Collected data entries
//! Recognition provider integration
//!
//! Wraps the streaming socket to the external transcription provider: wire
//! messages, token issuance, and the per-channel send/receive tasks that turn
//! provider frames into adapter events.

pub(crate) mod connection;
mod error;
mod messages;
mod token;

pub use error::SocketError;
pub use token::{HttpTokenIssuer, TokenFetchError, TokenIssuer};

pub(crate) use token::HTTP_CLIENT;

use crate::message::{Channel, Fragment};

/// Event emitted by a transcript source adapter toward the engine loop
#[derive(Debug, Clone)]
pub enum AdapterEvent {
    /// One incremental recognition result
    Fragment(Fragment),
    /// End-of-utterance signal for the channel
    SpeechFinal(Channel),
    /// The channel's capture or socket ended; resources are being released
    ChannelClosed(Channel),
}
//! Local transcript archive
//!
//! Writes the finished conversation to a markdown file in the user's
//! Documents folder, independent of remote persistence. The archive renders
//! the clean transcript: partial and hidden messages are left out.

use crate::message::{Channel, Message};
use chrono::Local;
use std::fs;
use std::io::Write;
use std::path::PathBuf;
use tracing::info;

/// Archive errors with contextual information
#[derive(Debug, thiserror::Error)]
pub enum ArchiveError {
    #[error("Could not find Documents directory")]
    NoDocumentsDir,

    #[error("Transcript is empty")]
    EmptyTranscript,

    #[error("Failed to create directory {path}: {source}")]
    CreateDirectory {
        path: PathBuf,
        #[source]
        source: std::io::Error,
    },

    #[error("Failed to create file {path}: {source}")]
    CreateFile {
        path: PathBuf,
        #[source]
        source: std::io::Error,
    },

    #[error("Failed to write to file {path}: {source}")]
    WriteFile {
        path: PathBuf,
        #[source]
        source: std::io::Error,
    },
}

/// Default transcripts directory in the user's Documents folder
pub(crate) fn transcripts_dir() -> Option<PathBuf> {
    dirs::document_dir().map(|d| d.join("Colloquy").join("transcripts"))
}

fn ensure_transcripts_dir() -> Result<PathBuf, ArchiveError> {
    let dir = transcripts_dir().ok_or(ArchiveError::NoDocumentsDir)?;

    if !dir.exists() {
        fs::create_dir_all(&dir).map_err(|e| ArchiveError::CreateDirectory {
            path: dir.clone(),
            source: e,
        })?;
        info!("Created transcripts directory: {:?}", dir);
    }

    Ok(dir)
}

/// Render the message log as a markdown transcript.
///
/// Each message becomes one line with a speaker label; the local channel is
/// "You", the remote channel "Them".
pub fn render_transcript(messages: &[Message]) -> String {
    let mut out = String::new();
    out.push_str(&format!(
        "# Conversation {}\n\n",
        Local::now().format("%Y-%m-%d %H:%M")
    ));
    for message in messages {
        let speaker = match message.channel {
            Channel::Local => "You",
            Channel::Remote => "Them",
        };
        out.push_str(&format!("**{}:** {}\n\n", speaker, message.text));
    }
    out
}

/// Save a rendered transcript to a timestamped markdown file.
///
/// Returns the path to the saved file.
pub fn save_transcript(messages: &[Message]) -> Result<PathBuf, ArchiveError> {
    if messages.is_empty() {
        return Err(ArchiveError::EmptyTranscript);
    }

    let dir = ensure_transcripts_dir()?;

    let timestamp = Local::now().format("%Y-%m-%d-%H-%M-%S");
    let filename = format!("conversation-{}.md", timestamp);
    let filepath = dir.join(&filename);

    let mut file = fs::File::create(&filepath).map_err(|e| ArchiveError::CreateFile {
        path: filepath.clone(),
        source: e,
    })?;

    let rendered = render_transcript(messages);
    file.write_all(rendered.as_bytes())
        .map_err(|e| ArchiveError::WriteFile {
            path: filepath.clone(),
            source: e,
        })?;

    file.flush().map_err(|e| ArchiveError::WriteFile {
        path: filepath.clone(),
        source: e,
    })?;

    info!("Saved transcript to: {:?}", filepath);
    Ok(filepath)
}

#[cfg(test)]
mod tests {
    use super::*;

    #[test]
    fn test_render_labels_channels() {
        let messages = vec![
            Message::manual(Channel::Local, "hello"),
            Message::manual(Channel::Remote, "hi there"),
        ];
        let rendered = render_transcript(&messages);
        assert!(rendered.contains("**You:** hello"));
        assert!(rendered.contains("**Them:** hi there"));
    }

    #[test]
    fn test_empty_log_is_rejected() {
        assert!(matches!(
            save_transcript(&[]),
            Err(ArchiveError::EmptyTranscript)
        ));
    }
}
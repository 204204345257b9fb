//! Conversation engine
//!
//! Owns the conversation store and the per-channel connection links, runs
//! the single event loop that feeds adapter fragments through the segment
//! assembler, and drives the persistence synchronizer. All fragment handling
//! is serialized through one task, so assembler state never races.

use crate::assembler::{AssemblyOutcome, SegmentAssembler};
use crate::capture::{MediaSource, MicSource};
use crate::config::Config;
use crate::lifecycle::{ChannelLink, ConnectError, LifecycleState};
use crate::message::{Channel, Message, MessageId};
use crate::provider::{AdapterEvent, TokenIssuer};
use crate::store::{ConversationStats, ConversationStore, QueryFilter, StoreError};
use crate::sync::{PersistenceApi, SyncReport, Synchronizer};
use std::collections::HashMap;
use std::sync::{Arc, Mutex, MutexGuard};
use tokio::sync::{broadcast, mpsc};
use tracing::{debug, info, warn};

/// Notifications for engine observers (UI, logging, tests)
#[derive(Debug, Clone)]
pub enum EngineEvent {
    /// A new segment was opened in the log
    MessageStarted { id: MessageId, channel: Channel },
    /// An open segment's text changed
    MessageUpdated { id: MessageId },
    /// A segment was finalized and is eligible for persistence
    MessageFinalized { id: MessageId },
    /// A channel's capture or socket ended
    ChannelClosed(Channel),
}

/// Top-level façade over capture, assembly, storage, and persistence
pub struct ConversationEngine {
    config: Config,
    session_id: String,
    store: Arc<Mutex<ConversationStore>>,
    assembler: Arc<Mutex<SegmentAssembler>>,
    links: Arc<tokio::sync::Mutex<HashMap<Channel, ChannelLink>>>,
    token_issuer: Arc<dyn TokenIssuer>,
    synchronizer: Arc<Synchronizer>,
    event_tx: mpsc::Sender<AdapterEvent>,
    events: broadcast::Sender<EngineEvent>,
    loop_task: tokio::task::JoinHandle<()>,
    sync_task: tokio::task::JoinHandle<()>,
}

impl ConversationEngine {
    pub fn new(
        config: Config,
        token_issuer: Arc<dyn TokenIssuer>,
        persistence: Arc<dyn PersistenceApi>,
        session_id: impl Into<String>,
    ) -> Self {
        let session_id = session_id.into();
        let store = Arc::new(Mutex::new(ConversationStore::new()));
        let assembler = Arc::new(Mutex::new(SegmentAssembler::new(
            config.conversation.max_message_length,
        )));
        let (event_tx, event_rx) = mpsc::channel(256);
        let (events, _) = broadcast::channel(256);

        let synchronizer = Arc::new(Synchronizer::new(
            store.clone(),
            persistence,
            session_id.clone(),
            config.conversation.auto_save_enabled,
        ));
        let sync_task = tokio::spawn(
            synchronizer
                .clone()
                .run(config.conversation.auto_save_interval_ms),
        );

        let links = Arc::new(tokio::sync::Mutex::new(HashMap::new()));
        let loop_task = tokio::spawn(run_event_loop(
            event_rx,
            assembler.clone(),
            store.clone(),
            links.clone(),
            events.clone(),
        ));

        info!(session_id = %session_id, "Conversation engine started");
        Self {
            config,
            session_id,
            store,
            assembler,
            links,
            token_issuer,
            synchronizer,
            event_tx,
            events,
            loop_task,
            sync_task,
        }
    }

    /// Subscribe to engine notifications
    pub fn subscribe(&self) -> broadcast::Receiver<EngineEvent> {
        self.events.subscribe()
    }

    pub fn session_id(&self) -> &str {
        &self.session_id
    }

    /// Connect the local channel using the default microphone
    pub async fn connect_microphone(&self) -> Result<(), ConnectError> {
        let source = MicSource::new(
            self.config.provider.sample_rate,
            self.config.capture.chunk_duration_ms,
        );
        self.connect_source(Box::new(source)).await
    }

    /// Connect a channel with an already-acquired media source
    pub async fn connect_source(&self, media: Box<dyn MediaSource>) -> Result<(), ConnectError> {
        let channel = media.channel();
        let mut links = self.links.lock().await;
        let link = links
            .entry(channel)
            .or_insert_with(|| ChannelLink::new(channel, self.event_tx.clone()));
        link.connect(
            media,
            self.token_issuer.as_ref(),
            &self.config.provider,
            &self.session_id,
        )
        .await
    }

    /// Disconnect one channel; a no-op if it is not connected
    pub async fn disconnect(&self, channel: Channel) {
        let mut links = self.links.lock().await;
        if let Some(link) = links.get_mut(&channel) {
            link.disconnect().await;
        }
    }

    pub async fn disconnect_all(&self) {
        let mut links = self.links.lock().await;
        for link in links.values_mut() {
            link.disconnect().await;
        }
    }

    /// Current lifecycle state for a channel
    pub async fn channel_state(&self, channel: Channel) -> LifecycleState {
        let links = self.links.lock().await;
        links
            .get(&channel)
            .map(|l| l.state())
            .unwrap_or(LifecycleState::Disconnected)
    }

    /// Append a hand-typed message: finalized immediately, outside any open
    /// segment, persisted on the next sync cycle.
    pub fn add_manual_message(&self, channel: Channel, text: impl Into<String>) -> MessageId {
        let message = Message::manual(channel, text);
        let id = message.id.clone();
        self.lock_store().append(message);
        debug!(channel = %channel, "Manual message {} appended", id);
        let _ = self.events.send(EngineEvent::MessageFinalized { id: id.clone() });
        id
    }

    /// Toggle a message's visibility in filtered reads
    pub fn set_hidden(&self, id: &MessageId, hidden: bool) -> Result<(), StoreError> {
        self.lock_store().set_hidden(id, hidden)
    }

    /// Read the conversation log through the given filters
    pub fn transcript(&self, filter: QueryFilter) -> Vec<Message> {
        self.lock_store().query(filter)
    }

    /// The live open segment for a channel, if one exists
    pub fn open_partial(&self, channel: Channel) -> Option<Message> {
        let assembler = self.lock_assembler();
        let id = assembler.open_segment_id(channel)?.clone();
        drop(assembler);
        self.lock_store().get(&id).cloned()
    }

    pub fn stats(&self) -> ConversationStats {
        self.lock_store().stats()
    }

    /// Arm or disarm the periodic persistence timer
    pub fn set_auto_save(&self, enabled: bool) {
        self.synchronizer.set_auto_enabled(enabled);
    }

    /// Save-all: finalize every open segment, then run a sync cycle.
    ///
    /// Waits for any in-flight auto-sync cycle before sending.
    pub async fn flush(&self) -> SyncReport {
        let finalized = {
            let mut assembler = self.lock_assembler();
            let mut store = self.lock_store();
            assembler.flush_all(&mut store)
        };
        for id in finalized {
            let _ = self.events.send(EngineEvent::MessageFinalized { id });
        }
        self.synchronizer.sync_now().await
    }

    /// Session teardown: disconnect every channel, then save everything
    pub async fn shutdown(&self) -> SyncReport {
        // Disarm the timer so the final flush is the last cycle
        self.set_auto_save(false);
        self.disconnect_all().await;
        let report = self.flush().await;
        if report.failed {
            warn!("Final save failed; {} messages left unsaved", report.attempted);
        }
        report
    }

    fn lock_store(&self) -> MutexGuard<'_, ConversationStore> {
        match self.store.lock() {
            Ok(guard) => guard,
            Err(poisoned) => {
                warn!("Conversation store mutex was poisoned, recovering");
                poisoned.into_inner()
            }
        }
    }

    fn lock_assembler(&self) -> MutexGuard<'_, SegmentAssembler> {
        match self.assembler.lock() {
            Ok(guard) => guard,
            Err(poisoned) => {
                warn!("Assembler mutex was poisoned, recovering");
                poisoned.into_inner()
            }
        }
    }
}

impl Drop for ConversationEngine {
    fn drop(&mut self) {
        self.loop_task.abort();
        self.sync_task.abort();
    }
}

/// Single consumer of all adapter events.
///
/// Fragments from every channel pass through here in arrival order, which is
/// what makes segment creation order the log order.
async fn run_event_loop(
    mut event_rx: mpsc::Receiver<AdapterEvent>,
    assembler: Arc<Mutex<SegmentAssembler>>,
    store: Arc<Mutex<ConversationStore>>,
    links: Arc<tokio::sync::Mutex<HashMap<Channel, ChannelLink>>>,
    events: broadcast::Sender<EngineEvent>,
) {
    while let Some(event) = event_rx.recv().await {
        match event {
            AdapterEvent::Fragment(fragment) => {
                let outcome = {
                    let mut assembler = lock_or_recover(&assembler);
                    let mut store = lock_or_recover(&store);
                    assembler.handle_fragment(&mut store, &fragment)
                };
                emit_assembly_events(&events, fragment.channel, outcome);
            }
            AdapterEvent::SpeechFinal(channel) => {
                let finalized = {
                    let mut assembler = lock_or_recover(&assembler);
                    let mut store = lock_or_recover(&store);
                    assembler.speech_final(&mut store, channel)
                };
                if let Some(id) = finalized {
                    let _ = events.send(EngineEvent::MessageFinalized { id });
                }
            }
            AdapterEvent::ChannelClosed(channel) => {
                // A closing channel never leaves a dangling open segment
                let finalized = {
                    let mut assembler = lock_or_recover(&assembler);
                    let mut store = lock_or_recover(&store);
                    assembler.speech_final(&mut store, channel)
                };
                if let Some(id) = finalized {
                    let _ = events.send(EngineEvent::MessageFinalized { id });
                }
                // A provider-side close must release the link's capture
                // device and socket tasks, not just the open segment; the
                // link would otherwise sit in Streaming with the device hot.
                {
                    let mut links = links.lock().await;
                    if let Some(link) = links.get_mut(&channel) {
                        link.disconnect().await;
                    }
                }
                let _ = events.send(EngineEvent::ChannelClosed(channel));
            }
        }
    }
    debug!("Engine event loop ended");
}

fn emit_assembly_events(
    events: &broadcast::Sender<EngineEvent>,
    channel: Channel,
    outcome: AssemblyOutcome,
) {
    match outcome {
        AssemblyOutcome::Ignored => {}
        AssemblyOutcome::Started { id, finalized } => {
            let _ = events.send(EngineEvent::MessageStarted {
                id: id.clone(),
                channel,
            });
            if finalized {
                let _ = events.send(EngineEvent::MessageFinalized { id });
            }
        }
        AssemblyOutcome::Extended { id, finalized } => {
            if finalized {
                let _ = events.send(EngineEvent::MessageFinalized { id });
            } else {
                let _ = events.send(EngineEvent::MessageUpdated { id });
            }
        }
        AssemblyOutcome::Split {
            finalized_id,
            new_id,
            new_finalized,
        } => {
            let _ = events.send(EngineEvent::MessageFinalized { id: finalized_id });
            let _ = events.send(EngineEvent::MessageStarted {
                id: new_id.clone(),
                channel,
            });
            if new_finalized {
                let _ = events.send(EngineEvent::MessageFinalized { id: new_id });
            }
        }
    }
}

fn lock_or_recover<T>(mutex: &Mutex<T>) -> MutexGuard<'_, T> {
    match mutex.lock() {
        Ok(guard) => guard,
        Err(poisoned) => {
            warn!("Engine state mutex was poisoned, recovering");
            poisoned.into_inner()
        }
    }
}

- **WORK TO BE COMPLETED**: Give back the records above exactly, limited to the lines between the one holding "pub fn add_manual_message(&self, channel: Channel, text: impl" and the one holding "pub fn open_partial(&self, channel: Channel)", inclusive.

- **EXPECTED OUTPUT**:
    pub fn add_manual_message(&self, channel: Channel, text: impl Into<String>) -> MessageId {
        let message = Message::manual(channel, text);
        let id = message.id.clone();
        self.lock_store().append(message);
        debug!(channel = %channel, "Manual message {} appended", id);
        let _ = self.events.send(EngineEvent::MessageFinalized { id: id.clone() });
        id
    }

    /// Toggle a message's visibility in filtered reads
    pub fn set_hidden(&self, id: &MessageId, hidden: bool) -> Result<(), StoreError> {
        self.lock_store().set_hidden(id, hidden)
    }

    /// Read the conversation log through the given filters
    pub fn transcript(&self, filter: QueryFilter) -> Vec<Message> {
        self.lock_store().query(filter)
    }

    /// The live open segment for a channel, if one exists
    pub fn open_partial(&self, channel: Channel) -> Option<Message> {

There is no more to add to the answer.